# HOW TO COMPLETE THIS TASK
For each line below that holds the word "Arslan", make a copy.

====== EXTRACTED INFORMATION

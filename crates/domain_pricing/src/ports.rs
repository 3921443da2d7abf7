//! Pricing Ports
//!
//! `PricingPort` fronts the backend's price calculation endpoint.

use async_trait::async_trait;

use core_kernel::{DomainPort, OperationMetadata, PortError};

use crate::price::{CalculatedPrice, PriceCalculationRequest};

/// Port for the backend's price calculation
#[async_trait]
pub trait PricingPort: DomainPort {
    /// Calculates the price for a fully specified draft
    ///
    /// # Errors
    ///
    /// `PortError::NotFound` when no price list matches the request
    async fn calculate_price(
        &self,
        request: PriceCalculationRequest,
        metadata: Option<OperationMetadata>,
    ) -> Result<CalculatedPrice, PortError>;
}

/// Mock implementation of PricingPort for testing
#[cfg(any(test, feature = "mock"))]
pub mod mock {
    use super::*;
    use std::collections::HashMap;
    use tokio::sync::RwLock;

    use domain_reference::PolicyTypeCode;

    /// In-memory price lists keyed by policy type
    #[derive(Debug, Default)]
    pub struct MockPricingPort {
        price_lists: RwLock<HashMap<PolicyTypeCode, CalculatedPrice>>,
        requests: RwLock<Vec<PriceCalculationRequest>>,
    }

    impl MockPricingPort {
        pub fn new() -> Self {
            Self::default()
        }

        /// Every request for `policy_type` is answered with `price`
        pub fn with_price(mut self, policy_type: impl Into<PolicyTypeCode>, price: CalculatedPrice) -> Self {
            self.price_lists.get_mut().insert(policy_type.into(), price);
            self
        }

        /// Removes the price list for `policy_type`
        pub async fn remove_price(&self, policy_type: &PolicyTypeCode) {
            self.price_lists.write().await.remove(policy_type);
        }

        /// Requests received so far, oldest first
        pub async fn requests(&self) -> Vec<PriceCalculationRequest> {
            self.requests.read().await.clone()
        }
    }

    impl DomainPort for MockPricingPort {}

    #[async_trait]
    impl PricingPort for MockPricingPort {
        async fn calculate_price(
            &self,
            request: PriceCalculationRequest,
            _metadata: Option<OperationMetadata>,
        ) -> Result<CalculatedPrice, PortError> {
            self.requests.write().await.push(request.clone());
            self.price_lists
                .read()
                .await
                .get(&request.policy_type)
                .cloned()
                .ok_or_else(|| PortError::not_found("PriceList", &request.policy_type))
        }
    }
}
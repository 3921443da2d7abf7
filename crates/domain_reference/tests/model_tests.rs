//! Wire-format tests for reference data
//!
//! The backend speaks camelCase JSON; these tests pin the field names the
//! console depends on.

use core_kernel::{CustomerId, DealerId, VehicleId};
use domain_reference::{CurrencyOption, Customer, Dealer, NewVehicle, PolicyType, Vehicle};
use serde_json::json;

#[test]
fn test_dealer_from_backend_json() {
    let id = DealerId::new();
    let dealer: Dealer = serde_json::from_value(json!({
        "id": id.as_uuid().to_string(),
        "name": "Marmara Sigorta Aracilik",
        "code": "MSA"
    }))
    .unwrap();

    assert_eq!(dealer.id, id);
    assert_eq!(dealer.to_string(), "Marmara Sigorta Aracilik (MSA)");
}

#[test]
fn test_customer_from_backend_json() {
    let customer: Customer = serde_json::from_value(json!({
        "id": CustomerId::new().as_uuid().to_string(),
        "firstName": "Zeynep",
        "lastName": "Arslan",
        "nationalId": "10000000146"
    }))
    .unwrap();

    assert_eq!(customer.full_name(), "Zeynep Arslan");
}

#[test]
fn test_vehicle_from_backend_json() {
    let vehicle: Vehicle = serde_json::from_value(json!({
        "id": VehicleId::new().as_uuid().to_string(),
        "plateNumber": "34ABC123",
        "brand": "Ford",
        "model": "Focus"
    }))
    .unwrap();

    assert_eq!(vehicle.to_string(), "34ABC123 - Ford Focus");
}

#[test]
fn test_policy_type_and_currency() {
    let policy_type: PolicyType =
        serde_json::from_value(json!({"code": "Kasko", "name": "Kasko Sigortasi"})).unwrap();
    assert_eq!(policy_type.code.as_str(), "Kasko");

    let currency: CurrencyOption = serde_json::from_value(json!({
        "id": core_kernel::CurrencyId::new().as_uuid().to_string(),
        "code": "try"
    }))
    .unwrap();
    assert_eq!(currency.code.as_str(), "TRY");
    assert!(currency.symbol.is_none());
}

#[test]
fn test_new_vehicle_serialises_camel_case() {
    let owner = CustomerId::new();
    let value = serde_json::to_value(NewVehicle::new(owner, "35 ab 77", "Opel", "Astra")).unwrap();

    assert_eq!(value["customerId"], json!(owner.as_uuid().to_string()));
    assert_eq!(value["plateNumber"], json!("35AB77"));
}
//! Pricing Domain
//!
//! The brokerage backend calculates premiums from its price lists. This crate
//! describes the calculation request and result, the port used to reach the
//! pricing endpoint, and the requester that derives a default premium for a
//! policy draft once all pricing inputs are known.

pub mod price;
pub mod ports;
pub mod requester;

pub use price::{CalculatedPrice, CurrencyInfo, PriceCalculationRequest};
pub use ports::PricingPort;
pub use requester::PriceRequester;
//! Price calculation request and result
//!
//! The backend owns the price lists; the console only asks for a price for a
//! concrete customer/vehicle/type/period combination and shows the answer as
//! a suggestion.

use chrono::NaiveDate;
use rust_decimal::Decimal;
use serde::{Deserialize, Serialize};

use core_kernel::{CurrencyCode, CurrencyId, CustomerId, Money, MoneyError, VehicleId};
use domain_reference::PolicyTypeCode;

/// Inputs of a price calculation
///
/// Also serves as the cache key: two equal requests yield the same price.
#[derive(Debug, Clone, PartialEq, Eq, Hash, Serialize, Deserialize)]
#[serde(rename_all = "camelCase")]
pub struct PriceCalculationRequest {
    pub customer_id: CustomerId,
    pub vehicle_id: VehicleId,
    pub policy_type: PolicyTypeCode,
    pub currency: Option<CurrencyId>,
    pub start_date: NaiveDate,
    pub end_date: NaiveDate,
    pub duration_days: Option<u32>,
}

/// Currency a price was calculated in
#[derive(Debug, Clone, PartialEq, Eq, Serialize, Deserialize)]
#[serde(rename_all = "camelCase")]
pub struct CurrencyInfo {
    pub id: Option<CurrencyId>,
    pub code: CurrencyCode,
    pub symbol: Option<String>,
}

/// Price returned by the backend's pricing endpoint
///
/// Read-only; used only as the default premium of a draft.
#[derive(Debug, Clone, PartialEq, Eq, Serialize, Deserialize)]
#[serde(rename_all = "camelCase")]
pub struct CalculatedPrice {
    pub base_price: Money,
    pub taxes: Money,
    pub total: Money,
    pub currency: CurrencyInfo,
    pub dealer_commission: Money,
    pub observer_commission: Money,
    #[serde(default)]
    pub prices_in_other_currencies: Vec<Money>,
}

impl CalculatedPrice {
    /// The total rounded to cents, as offered for the premium field
    pub fn suggested_premium(&self) -> Decimal {
        self.total.round_to_cents().amount()
    }

    /// Looks up the converted total for another currency
    pub fn price_in(&self, code: &CurrencyCode) -> Option<&Money> {
        if self.total.currency() == code {
            return Some(&self.total);
        }
        self.prices_in_other_currencies
            .iter()
            .find(|price| price.currency() == code)
    }

    /// Sum of base price and taxes
    pub fn gross(&self) -> Result<Money, MoneyError> {
        self.base_price.checked_add(&self.taxes)
    }

    /// True when `base + taxes` equals the reported total
    pub fn is_consistent(&self) -> bool {
        self.gross()
            .map(|gross| gross.round_to_cents() == self.total.round_to_cents())
            .unwrap_or(false)
    }
}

============

# FINISHED TASK
        "lastName": "Arslan",
    assert_eq!(customer.full_name(), "Zeynep Arslan");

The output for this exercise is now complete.